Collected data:
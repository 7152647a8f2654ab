//! 统一可观测性模块
//!
//! 提供日志与 Prometheus 指标的统一初始化。
//! 各进程通过单一入口配置可观测性，确保一致的指标命名。

pub mod metrics;
pub mod tracing;

use ::tracing::info;
use anyhow::Result;

use crate::config::ObservabilityConfig;

/// 可观测性资源守卫
///
/// 持有指标 HTTP 服务的句柄，drop 时停止该服务。
pub struct ObservabilityGuard {
    metrics_handle: Option<metrics::MetricsHandle>,
}

impl ObservabilityGuard {
    /// 创建一个空的 Guard（用于测试或禁用指标时）
    pub fn empty() -> Self {
        Self {
            metrics_handle: None,
        }
    }
}

impl Drop for ObservabilityGuard {
    fn drop(&mut self) {
        if let Some(handle) = self.metrics_handle.take() {
            handle.shutdown();
        }
    }
}

/// 统一初始化可观测性
///
/// 初始化顺序：先日志，保证指标服务启动过程中的日志可见。
pub async fn init(config: &ObservabilityConfig) -> Result<ObservabilityGuard> {
    tracing::init(config)?;

    info!(
        service = %config.service_name,
        log_format = %config.log_format,
        metrics_enabled = config.metrics_enabled,
        "可观测性已初始化"
    );

    if !config.metrics_enabled {
        return Ok(ObservabilityGuard::empty());
    }

    let metrics_handle = metrics::init(config).await?;
    Ok(ObservabilityGuard {
        metrics_handle: Some(metrics_handle),
    })
}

[WHAT YOU SHOULD DO] All lines above in which the word "empty" occurs should be identified and copied.

[OUTPUT FOR THIS TASK]
    pub fn empty() -> Self {
        return Ok(ObservabilityGuard::empty());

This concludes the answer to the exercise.